_RECORDS TO PROCESS_
== Segment start ==

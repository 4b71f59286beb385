//! Console subsystem: shells, their search path, and the events other
//! plugins listen to.
//! 主控台子系統：shell、其搜尋路徑，以及供其他外掛訂閱的事件。

use std::collections::BTreeMap;
use std::fmt;
use std::sync::mpsc::{channel, Receiver, Sender};

use pathdock_pythonpath::PathChange;
use pathdock_settings::ConfigStore;
use thiserror::Error;
use tracing::{debug, warn};

use crate::plugin::{Plugin, PluginId};

/// 主控台 shell 的識別碼。 / Identifier of a console shell.
#[derive(Debug, Clone, Copy, PartialEq, Eq, Hash, PartialOrd, Ord)]
pub struct ShellId(u64);

impl fmt::Display for ShellId {
    fn fmt(&self, f: &mut fmt::Formatter<'_>) -> fmt::Result {
        write!(f, "shell-{}", self.0)
    }
}

/// shell 生命週期事件。 / Lifecycle notifications published by [`ConsoleHub`].
#[derive(Debug, Clone, Copy, PartialEq, Eq)]
pub enum ShellEvent {
    Created(ShellId),
    /// The current shell changed.
    Changed(ShellId),
    Deleted(ShellId),
    ExternalKernelConnected(ShellId),
}

/// 主控台操作的錯誤。 / Errors raised by console operations.
#[derive(Debug, Clone, Error, PartialEq, Eq)]
pub enum ConsoleError {
    #[error("unknown console shell {0}")]
    UnknownShell(ShellId),
}

/// 核心回報命名空間時套用的篩選設定。 / Filters applied when a kernel reports its namespace.
#[derive(Debug, Clone, PartialEq, Eq)]
pub struct NamespaceViewSettings {
    pub exclude_private: bool,
    pub exclude_uppercase: bool,
    pub exclude_capitalized: bool,
    pub exclude_unsupported: bool,
    pub exclude_callables_and_modules: bool,
    pub show_minmax: bool,
}

impl Default for NamespaceViewSettings {
    fn default() -> Self {
        Self {
            exclude_private: true,
            exclude_uppercase: false,
            exclude_capitalized: false,
            exclude_unsupported: false,
            exclude_callables_and_modules: true,
            show_minmax: false,
        }
    }
}

impl NamespaceViewSettings {
    /// Reads the settings from `section`, falling back to the defaults per option.
    pub fn from_config(config: &dyn ConfigStore, section: &str) -> Self {
        let defaults = Self::default();
        Self {
            exclude_private: config.get_bool(section, "exclude_private", defaults.exclude_private),
            exclude_uppercase: config.get_bool(
                section,
                "exclude_uppercase",
                defaults.exclude_uppercase,
            ),
            exclude_capitalized: config.get_bool(
                section,
                "exclude_capitalized",
                defaults.exclude_capitalized,
            ),
            exclude_unsupported: config.get_bool(
                section,
                "exclude_unsupported",
                defaults.exclude_unsupported,
            ),
            exclude_callables_and_modules: config.get_bool(
                section,
                "exclude_callables_and_modules",
                defaults.exclude_callables_and_modules,
            ),
            show_minmax: config.get_bool(section, "minmax", defaults.show_minmax),
        }
    }
}

/// 每個 shell 的狀態。 / State kept for each shell.
#[derive(Debug, Clone, Default, PartialEq, Eq)]
pub struct ShellState {
    pub sys_path: Vec<String>,
    pub external_kernel: bool,
    pub namespace_view: Option<NamespaceViewSettings>,
    pub namespace_refreshes: usize,
}

/// 擁有所有 shell 的主控台外掛。 / Console plugin owning every shell.
#[derive(Debug, Default)]
pub struct ConsoleHub {
    shells: BTreeMap<ShellId, ShellState>,
    current: Option<ShellId>,
    next_shell: u64,
    search_path: Vec<String>,
    subscribers: Vec<Sender<ShellEvent>>,
}

impl ConsoleHub {
    pub fn new() -> Self {
        Self::default()
    }

    /// Subscribes to shell events; dropping the receiver unsubscribes.
    pub fn subscribe(&mut self) -> Receiver<ShellEvent> {
        let (sender, receiver) = channel();
        self.subscribers.push(sender);
        receiver
    }

    pub fn subscriber_count(&self) -> usize {
        self.subscribers.len()
    }

    /// Starts a new shell and makes it the current one.
    pub fn create_shell(&mut self) -> ShellId {
        self.spawn(false)
    }

    /// Connects to an external kernel through a new shell.
    pub fn connect_external_kernel(&mut self) -> ShellId {
        let id = self.spawn(true);
        self.publish(ShellEvent::ExternalKernelConnected(id));
        id
    }

    /// 切換目前的 shell。 / Makes `id` the current shell.
    pub fn set_current_shell(&mut self, id: ShellId) -> Result<(), ConsoleError> {
        if !self.shells.contains_key(&id) {
            return Err(ConsoleError::UnknownShell(id));
        }
        if self.current != Some(id) {
            self.current = Some(id);
            self.publish(ShellEvent::Changed(id));
        }
        Ok(())
    }

    /// Closes a shell; the most recent remaining shell becomes current.
    pub fn close_shell(&mut self, id: ShellId) -> Result<(), ConsoleError> {
        self.shells
            .remove(&id)
            .ok_or(ConsoleError::UnknownShell(id))?;
        self.publish(ShellEvent::Deleted(id));
        if self.current == Some(id) {
            self.current = self.shells.keys().next_back().copied();
            if let Some(next) = self.current {
                self.publish(ShellEvent::Changed(next));
            }
        }
        Ok(())
    }

    /// 目前的 shell。 / Shell that currently has focus.
    pub fn current_shell(&self) -> Option<ShellId> {
        self.current
    }

    /// 查詢 shell 狀態。 / State of shell `id`, if it is open.
    pub fn shell(&self, id: ShellId) -> Option<&ShellState> {
        self.shells.get(&id)
    }

    /// 所有開啟中的 shell。 / Open shells in creation order.
    pub fn shell_ids(&self) -> Vec<ShellId> {
        self.shells.keys().copied().collect()
    }

    pub fn search_path(&self) -> &[String] {
        &self.search_path
    }

    /// Sets the search path of every shell, present and future.
    pub fn set_search_path(&mut self, paths: Vec<String>) {
        for state in self.shells.values_mut() {
            state.sys_path = paths.clone();
        }
        self.search_path = paths;
    }

    /// 套用新的搜尋路徑。 / Pushes the active paths of `change` to every shell.
    pub fn on_pythonpath_changed(&mut self, change: &PathChange) {
        let active = change.active_paths();
        debug!(shells = self.shells.len(), paths = ?active, "refreshing shell search path");
        self.set_search_path(active);
    }

    pub fn set_namespace_view_settings(
        &mut self,
        id: ShellId,
        settings: NamespaceViewSettings,
    ) -> Result<(), ConsoleError> {
        let state = self.state_mut(id)?;
        state.namespace_view = Some(settings);
        Ok(())
    }

    /// 要求 shell 重新整理命名空間。 / Asks shell `id` to refresh its namespace view.
    pub fn refresh_namespace_browser(&mut self, id: ShellId) -> Result<(), ConsoleError> {
        let state = self.state_mut(id)?;
        state.namespace_refreshes += 1;
        Ok(())
    }

    fn state_mut(&mut self, id: ShellId) -> Result<&mut ShellState, ConsoleError> {
        self.shells
            .get_mut(&id)
            .ok_or(ConsoleError::UnknownShell(id))
    }

    fn spawn(&mut self, external_kernel: bool) -> ShellId {
        self.next_shell += 1;
        let id = ShellId(self.next_shell);
        self.shells.insert(
            id,
            ShellState {
                sys_path: self.search_path.clone(),
                external_kernel,
                ..ShellState::default()
            },
        );
        self.publish(ShellEvent::Created(id));
        self.current = Some(id);
        self.publish(ShellEvent::Changed(id));
        id
    }

    fn publish(&mut self, event: ShellEvent) {
        self.subscribers.retain(|sender| sender.send(event).is_ok());
    }
}

impl Plugin for ConsoleHub {
    fn id(&self) -> PluginId {
        PluginId::IPythonConsole
    }

    fn name(&self) -> &'static str {
        "IPython console"
    }

    fn description(&self) -> &'static str {
        "Run code in interactive shells connected to local or external kernels."
    }

    fn requires(&self) -> &'static [PluginId] {
        &[PluginId::Preferences]
    }
}

/// 為每個主控台 shell 維護一個檢視的外掛所實作的介面。 / Implemented by plugins that keep one view per console shell.
pub trait ShellConnect {
    fn set_shell(&mut self, shell: ShellId);

    fn add_shell(&mut self, shell: ShellId);

    fn remove_shell(&mut self, shell: ShellId);

    /// Called once a shell is connected to an external kernel.
    fn on_external_kernel_connected(
        &mut self,
        _shell: ShellId,
        _console: &mut ConsoleHub,
    ) -> Result<(), ConsoleError> {
        Ok(())
    }

    /// Slot holding the event subscription.
    fn console_events(&mut self) -> &mut Option<Receiver<ShellEvent>>;

    /// Subscribes to `console` and adopts the shells it already has.
    fn register_console(&mut self, console: &mut ConsoleHub) {
        *self.console_events() = Some(console.subscribe());
        for shell in console.shell_ids() {
            self.add_shell(shell);
        }
        if let Some(current) = console.current_shell() {
            self.set_shell(current);
        }
    }

    fn unregister_console(&mut self) {
        *self.console_events() = None;
    }

    /// 處理所有待處理事件。 / Drains pending events and returns how many were handled.
    ///
    /// Every drained event is applied even when a handler fails; the first
    /// failure is returned once the batch is done.
    fn process_console_events(&mut self, console: &mut ConsoleHub) -> Result<usize, ConsoleError> {
        let events: Vec<ShellEvent> = match self.console_events() {
            Some(receiver) => receiver.try_iter().collect(),
            None => return Ok(0),
        };
        let mut first_error = None;
        for event in &events {
            match *event {
                ShellEvent::Created(shell) => self.add_shell(shell),
                ShellEvent::Changed(shell) => self.set_shell(shell),
                ShellEvent::Deleted(shell) => self.remove_shell(shell),
                ShellEvent::ExternalKernelConnected(shell) => {
                    if let Err(err) = self.on_external_kernel_connected(shell, console) {
                        warn!(%shell, error = %err, "external kernel setup failed");
                        first_error.get_or_insert(err);
                    }
                }
            }
        }
        match first_error {
            Some(err) => Err(err),
            None => Ok(events.len()),
        }
    }
}

#[cfg(test)]
mod tests {
    use super::*;
    use pathdock_settings::MemoryConfigStore;

    #[test]
    fn events_follow_shell_lifecycle() {
        let mut console = ConsoleHub::new();
        let events = console.subscribe();

        let first = console.create_shell();
        let second = console.create_shell();
        console.set_current_shell(first).unwrap();
        console.close_shell(first).unwrap();

        let received: Vec<ShellEvent> = events.try_iter().collect();
        assert_eq!(
            received,
            vec![
                ShellEvent::Created(first),
                ShellEvent::Changed(first),
                ShellEvent::Created(second),
                ShellEvent::Changed(second),
                ShellEvent::Changed(first),
                ShellEvent::Deleted(first),
                ShellEvent::Changed(second),
            ]
        );
        assert_eq!(console.current_shell(), Some(second));
    }

    #[test]
    fn dropped_receivers_are_pruned() {
        let mut console = ConsoleHub::new();
        drop(console.subscribe());
        let _kept = console.subscribe();
        console.create_shell();
        assert_eq!(console.subscriber_count(), 1);
    }

    #[test]
    fn search_path_reaches_existing_and_new_shells() {
        let mut console = ConsoleHub::new();
        let early = console.create_shell();
        console.set_search_path(vec!["/a".into()]);
        let late = console.create_shell();

        assert_eq!(console.shell(early).unwrap().sys_path, vec!["/a".to_string()]);
        assert_eq!(console.shell(late).unwrap().sys_path, vec!["/a".to_string()]);
    }

    #[test]
    fn unknown_shells_are_rejected() {
        let mut console = ConsoleHub::new();
        let id = console.create_shell();
        console.close_shell(id).unwrap();
        assert_eq!(console.close_shell(id), Err(ConsoleError::UnknownShell(id)));
        assert_eq!(console.current_shell(), None);
    }

    #[derive(Default)]
    struct Views {
        shells: Vec<ShellId>,
        current: Option<ShellId>,
        events: Option<Receiver<ShellEvent>>,
    }

    impl ShellConnect for Views {
        fn set_shell(&mut self, shell: ShellId) {
            self.current = Some(shell);
        }

        fn add_shell(&mut self, shell: ShellId) {
            self.shells.push(shell);
        }

        fn remove_shell(&mut self, shell: ShellId) {
            self.shells.retain(|existing| *existing != shell);
            if self.current == Some(shell) {
                self.current = None;
            }
        }

        fn on_external_kernel_connected(
            &mut self,
            shell: ShellId,
            console: &mut ConsoleHub,
        ) -> Result<(), ConsoleError> {
            console.refresh_namespace_browser(shell)
        }

        fn console_events(&mut self) -> &mut Option<Receiver<ShellEvent>> {
            &mut self.events
        }
    }

    #[test]
    fn failing_handler_does_not_drop_later_events() {
        let mut console = ConsoleHub::new();
        let mut views = Views::default();
        views.register_console(&mut console);

        let external = console.connect_external_kernel();
        console.close_shell(external).unwrap();

        assert_eq!(
            views.process_console_events(&mut console),
            Err(ConsoleError::UnknownShell(external))
        );
        assert!(views.shells.is_empty());
        assert_eq!(views.current, None);
        assert_eq!(views.process_console_events(&mut console), Ok(0));
    }

    #[test]
    fn namespace_settings_read_config_overrides() {
        let mut config = MemoryConfigStore::new();
        config
            .set("variable_explorer", "exclude_private", false.into())
            .unwrap();
        config.set("variable_explorer", "minmax", true.into()).unwrap();

        let settings = NamespaceViewSettings::from_config(&config, "variable_explorer");
        assert!(!settings.exclude_private);
        assert!(settings.show_minmax);
        assert!(settings.exclude_callables_and_modules);
    }
}
// SPDX-License-Identifier: GPL-3.0-or-later
// Copyright 2026 Tobias Sarnowski

//! Bytecode compiler: emits bytes into the code segment and tracks a
//! compile pointer (spec.md §4.5).
//!
//! `Compiler` only knows how to emit instructions and patch branches; it
//! has no notion of surface syntax. [`crate::reader`] drives it token by
//! token, resolving names through [`crate::dictionary`] and declaring
//! per-definition locals through [`LocalScope`].

#[cfg(test)]
mod compiler_test;

#[cfg(any(test, feature = "std"))]
pub mod disassemble;

#[cfg(any(test, feature = "std"))]
use std::{string::String, vec::Vec};

#[cfg(not(any(test, feature = "std")))]
use alloc::{string::String, vec::Vec};

use crate::bytecode::{self, op};
use crate::error::CompileError;
use crate::memory::{CODE_CELLS, Memory};
use crate::tagged::{Decoded, Tag, TaggedValue};
use crate::types::CELL_BYTES;

/// Byte offset, one past the last addressable code-segment byte
/// (spec.md §6.1: a user call address is 15 bits, 0-32767).
const CODE_END: u32 = CODE_CELLS * CELL_BYTES;

/// Lowest byte offset a user definition may start at. Reserved so that
/// every compiled entry point satisfies spec.md §3.1's disambiguation
/// rule for a `CODE` value's payload (0-127 is always a builtin opcode,
/// 128-32767 is always a user bytecode address) - without this floor, a
/// definition compiled to address 0-127 would be indistinguishable from
/// a builtin opcode once captured in a `CODE` tagged value.
pub const FIRST_USER_ADDR: u32 = 128;

/// A deferred branch target: the byte offset of a branch's 2-byte
/// placeholder, recorded by [`Compiler::emit_branch`] and resolved by
/// [`Compiler::patch_here`] or [`Compiler::patch_to`] once the
/// destination is known. Forward and backward branches share this one
/// mechanism (spec.md §4.5).
#[derive(Debug, Clone, Copy, PartialEq, Eq)]
pub struct PatchSite(u32);

/// Per-definition local-name -> slot-index table (spec.md §4.5).
#[derive(Debug, Clone, Default)]
pub struct LocalScope {
    names: Vec<String>,
}

impl LocalScope {
    /// Creates an empty scope.
    #[must_use]
    pub fn new() -> Self {
        Self { names: Vec::new() }
    }

    /// Declares a new local, returning its slot index.
    pub fn declare(&mut self, name: &str) -> u32 {
        self.names.push(String::from(name));
        (self.names.len() - 1) as u32
    }

    /// Returns the slot index of a previously declared local.
    #[must_use]
    pub fn lookup(&self, name: &str) -> Option<u32> {
        self.names
            .iter()
            .position(|n| n == name)
            .map(|i| i as u32)
    }

    /// Number of locals declared in this scope.
    #[must_use]
    pub fn len(&self) -> u32 {
        self.names.len() as u32
    }

    /// True if no locals have been declared.
    #[must_use]
    pub fn is_empty(&self) -> bool {
        self.names.is_empty()
    }
}

/// Emits bytecode into a [`Memory`]'s code segment, tracking a compile
/// pointer independent of any runtime stack cursor.
pub struct Compiler<'a> {
    memory: &'a mut Memory,
    ip: u32,
}

impl<'a> Compiler<'a> {
    /// Creates a compiler that appends to `memory`'s code segment
    /// starting at byte offset 0.
    #[must_use]
    pub fn new(memory: &'a mut Memory) -> Self {
        Self { memory, ip: 0 }
    }

    /// Resumes compiling at a given byte offset, e.g. to compile a new
    /// definition after earlier ones.
    #[must_use]
    pub fn at(memory: &'a mut Memory, ip: u32) -> Self {
        Self { memory, ip }
    }

    /// The current compile pointer (byte offset of the next emission).
    #[must_use]
    pub const fn ip(&self) -> u32 {
        self.ip
    }

    fn check_room(&self, additional: u32) -> Result<(), CompileError> {
        if self.ip + additional > CODE_END {
            return Err(CompileError::CodeSegmentFull);
        }
        Ok(())
    }

    /// Emits a single raw opcode byte (structural or builtin).
    pub fn emit_opcode(&mut self, opcode: u8) -> Result<(), CompileError> {
        self.emit_u8(opcode)
    }

    /// Emits one raw byte.
    pub fn emit_u8(&mut self, value: u8) -> Result<(), CompileError> {
        self.check_room(1)?;
        self.memory
            .write_u8(self.ip as usize, value)
            .map_err(|_| CompileError::CodeSegmentFull)?;
        self.ip += 1;
        Ok(())
    }

    /// Emits a little-endian `i16`.
    pub fn emit_i16(&mut self, value: i16) -> Result<(), CompileError> {
        self.check_room(2)?;
        self.memory
            .write_i16(self.ip as usize, value)
            .map_err(|_| CompileError::CodeSegmentFull)?;
        self.ip += 2;
        Ok(())
    }

    /// Emits a little-endian `u16`.
    pub fn emit_u16(&mut self, value: u16) -> Result<(), CompileError> {
        self.check_room(2)?;
        self.memory
            .write_u16(self.ip as usize, value)
            .map_err(|_| CompileError::CodeSegmentFull)?;
        self.ip += 2;
        Ok(())
    }

    /// Emits a little-endian `f32`.
    pub fn emit_f32(&mut self, value: f32) -> Result<(), CompileError> {
        self.check_room(4)?;
        self.memory
            .write_f32(self.ip as usize, value)
            .map_err(|_| CompileError::CodeSegmentFull)?;
        self.ip += 4;
        Ok(())
    }

    /// Emits a call to `addr`, always in the two-byte extended form
    /// (spec.md §4.5), regardless of `addr`'s magnitude. Calling a
    /// builtin directly is a separate, single-byte emission - see
    /// [`Compiler::emit_opcode`].
    pub fn emit_call(&mut self, addr: u16) -> Result<(), CompileError> {
        let [first, second] = bytecode::encode_call(addr);
        self.emit_u8(first)?;
        self.emit_u8(second)
    }

    /// Emits a literal-push instruction for `value`, choosing the
    /// compact form matching its tag (spec.md §4.5, §6.1).
    pub fn emit_literal(&mut self, value: TaggedValue) -> Result<(), CompileError> {
        match value.decode() {
            Decoded::Number(n) => {
                self.emit_opcode(op::LITERAL_NUMBER)?;
                self.emit_f32(n)
            }
            Decoded::Boxed(Tag::Integer, payload) => {
                self.emit_opcode(op::LITERAL_I16)?;
                self.emit_i16(payload as i16)
            }
            Decoded::Boxed(Tag::Code, payload) => {
                self.emit_opcode(op::LITERAL_CODE)?;
                self.emit_u16(payload as u16)
            }
            Decoded::Boxed(Tag::String, payload) => {
                self.emit_opcode(op::LITERAL_STRING)?;
                self.emit_u16(payload as u16)
            }
            Decoded::Boxed(..) => Err(CompileError::UnexpectedToken),
        }
    }

    /// Emits `RESERVE_LOCALS count` - a definition's prologue.
    pub fn emit_reserve_locals(&mut self, count: u32) -> Result<(), CompileError> {
        if count > u32::from(u8::MAX) {
            return Err(CompileError::TooManyLocals);
        }
        self.emit_opcode(op::RESERVE_LOCALS)?;
        self.emit_u8(count as u8)
    }

    /// Emits `VAR_REF slot`: pushes a reference to a local slot.
    pub fn emit_var_ref(&mut self, slot: u32) -> Result<(), CompileError> {
        self.emit_opcode(op::VAR_REF)?;
        self.emit_u8(slot as u8)
    }

    /// Emits `SLOT_LOAD slot`: pushes the value of a local slot.
    pub fn emit_slot_load(&mut self, slot: u32) -> Result<(), CompileError> {
        self.emit_opcode(op::SLOT_LOAD)?;
        self.emit_u8(slot as u8)
    }

    /// Emits `SLOT_STORE slot`: pops a value into a local slot.
    pub fn emit_slot_store(&mut self, slot: u32) -> Result<(), CompileError> {
        self.emit_opcode(op::SLOT_STORE)?;
        self.emit_u8(slot as u8)
    }

    /// Emits a definition's epilogue: tear down locals and return.
    pub fn emit_ret(&mut self) -> Result<(), CompileError> {
        self.emit_opcode(op::RET)
    }

    /// Emits `open_list`.
    pub fn emit_open_list(&mut self) -> Result<(), CompileError> {
        self.emit_opcode(op::OPEN_LIST)
    }

    /// Emits `close_list`.
    pub fn emit_close_list(&mut self) -> Result<(), CompileError> {
        self.emit_opcode(op::CLOSE_LIST)
    }

    /// Emits a branch opcode (`BRANCH` or `BRANCH_IF_ZERO`) with a
    /// placeholder offset, returning a [`PatchSite`] to resolve once the
    /// destination is known.
    pub fn emit_branch(&mut self, opcode: u8) -> Result<PatchSite, CompileError> {
        self.emit_opcode(opcode)?;
        let site = PatchSite(self.ip);
        self.emit_i16(0)?;
        Ok(site)
    }

    /// Resolves `site`'s placeholder to jump to the current compile
    /// pointer (a forward branch, e.g. `if ... then`).
    pub fn patch_here(&mut self, site: PatchSite) -> Result<(), CompileError> {
        self.patch_to(site, self.ip)
    }

    /// Resolves `site`'s placeholder to jump to `target`, an already-
    /// known byte offset (a backward branch, e.g. `while ... repeat`).
    pub fn patch_to(&mut self, site: PatchSite, target: u32) -> Result<(), CompileError> {
        let relative = target as i64 - (site.0 as i64 + 2);
        if relative < i64::from(i16::MIN) || relative > i64::from(i16::MAX) {
            return Err(CompileError::UnresolvedBranch);
        }
        self.memory
            .write_i16(site.0 as usize, relative as i16)
            .map_err(|_| CompileError::UnresolvedBranch)
    }
}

== Segment end ==

Please write out exactly the lines from the start of the data through the line that contains "pub enum ConsoleError", both ends included, and nothing else.

_SOLUTION TO THIS PROBLEM_
repository 4b71f59286beb385
//! Console subsystem: shells, their search path, and the events other
//! plugins listen to.
//! 主控台子系統：shell、其搜尋路徑，以及供其他外掛訂閱的事件。

use std::collections::BTreeMap;
use std::fmt;
use std::sync::mpsc::{channel, Receiver, Sender};

use pathdock_pythonpath::PathChange;
use pathdock_settings::ConfigStore;
use thiserror::Error;
use tracing::{debug, warn};

use crate::plugin::{Plugin, PluginId};

/// 主控台 shell 的識別碼。 / Identifier of a console shell.
#[derive(Debug, Clone, Copy, PartialEq, Eq, Hash, PartialOrd, Ord)]
pub struct ShellId(u64);

impl fmt::Display for ShellId {
    fn fmt(&self, f: &mut fmt::Formatter<'_>) -> fmt::Result {
        write!(f, "shell-{}", self.0)
    }
}

/// shell 生命週期事件。 / Lifecycle notifications published by [`ConsoleHub`].
#[derive(Debug, Clone, Copy, PartialEq, Eq)]
pub enum ShellEvent {
    Created(ShellId),
    /// The current shell changed.
    Changed(ShellId),
    Deleted(ShellId),
    ExternalKernelConnected(ShellId),
}

/// 主控台操作的錯誤。 / Errors raised by console operations.
#[derive(Debug, Clone, Error, PartialEq, Eq)]
pub enum ConsoleError {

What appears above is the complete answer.